*Task brief*. Among the entries below, count the lines that contain the word "MeshringResult". Write down only the total.

*Given data*.
//! CLI command implementations.

use std::path::Path;

use meshring_io::{load_mesh, WireframeExport};
use meshring_mesh::generators::lat_long_sphere;
use meshring_mesh::{AdjacencyBuilder, AdjacencyConfig, AdjacencyGraph, TriangleMesh};
use meshring_types::MeshringResult;

/// Loads the builder config, or the default when no path is given.
pub fn load_config(path: Option<&Path>) -> MeshringResult<AdjacencyConfig> {
    match path {
        Some(path) => {
            let config = AdjacencyConfig::load(path)?;
            tracing::debug!(path = %path.display(), ?config, "config loaded");
            Ok(config)
        }
        None => Ok(AdjacencyConfig::default()),
    }
}

/// Sphere demo: generate, build, report the one-ring, optionally export.
pub fn sphere(
    config: &AdjacencyConfig,
    radius: f32,
    theta: usize,
    phi: usize,
    highlight: u32,
    output: Option<&Path>,
) -> MeshringResult<()> {
    println!("meshring sphere");
    println!("───────────────");
    println!();

    let mesh = lat_long_sphere(radius, theta, phi);
    let graph = build_and_report(config, &mesh)?;
    report_one_ring(&graph, highlight)?;
    export(&mesh, &graph, Some(highlight), output)
}

/// Build the graph of a mesh file.
pub fn graph(
    config: &AdjacencyConfig,
    path: &Path,
    highlight: Option<u32>,
    output: Option<&Path>,
) -> MeshringResult<()> {
    println!("meshring graph");
    println!("──────────────");
    println!("Mesh: {}", path.display());
    println!();

    let mesh = load_mesh(path)?;
    let graph = build_and_report(config, &mesh)?;
    if let Some(v) = highlight {
        report_one_ring(&graph, v)?;
    }
    export(&mesh, &graph, highlight, output)
}

/// Validate a config or mesh file.
pub fn validate(config: &AdjacencyConfig, path: &Path) -> MeshringResult<()> {
    println!("meshring validator");
    println!("──────────────────");
    println!();

    if path.extension().is_some_and(|ext| ext == "toml") {
        println!("Validating config: {}", path.display());
        AdjacencyConfig::load(path)?;
        println!("✅ Config is valid.");
    } else {
        println!("Validating mesh: {}", path.display());
        let mesh = load_mesh(path)?;
        mesh.validate()?;
        // Strict/lenient degenerate handling comes from the active config.
        AdjacencyBuilder::new(config.clone()).build(&mesh)?;
        println!(
            "✅ Mesh is valid ({} vertices, {} triangles).",
            mesh.vertex_count(),
            mesh.triangle_count()
        );
    }

    Ok(())
}

fn build_and_report(config: &AdjacencyConfig, mesh: &TriangleMesh) -> MeshringResult<AdjacencyGraph> {
    let graph = AdjacencyBuilder::new(config.clone()).build(mesh)?;
    let stats = graph.stats();

    println!("Vertices:     {}", stats.vertex_count);
    println!("Triangles:    {}", mesh.triangle_count());
    println!("Edges:        {}", stats.edge_count);
    println!(
        "Degree:       min {} / max {} / mean {:.2}",
        stats.min_degree, stats.max_degree, stats.mean_degree
    );
    if stats.isolated_vertices > 0 {
        println!("Isolated:     {}", stats.isolated_vertices);
    }
    println!();

    Ok(graph)
}

fn report_one_ring(graph: &AdjacencyGraph, v: u32) -> MeshringResult<()> {
    let ring = graph.one_ring(v)?;
    let ids: Vec<String> = ring.neighbors.iter().map(u32::to_string).collect();
    println!("One-ring of {}: [{}]", ring.center, ids.join(", "));
    Ok(())
}

fn export(
    mesh: &TriangleMesh,
    graph: &AdjacencyGraph,
    highlight: Option<u32>,
    output: Option<&Path>,
) -> MeshringResult<()> {
    let Some(path) = output else {
        return Ok(());
    };
    WireframeExport::build(mesh, graph, highlight)?.write_json(path)?;
    println!("Wireframe written to: {}", path.display());
    Ok(())
}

*Answer below*. 8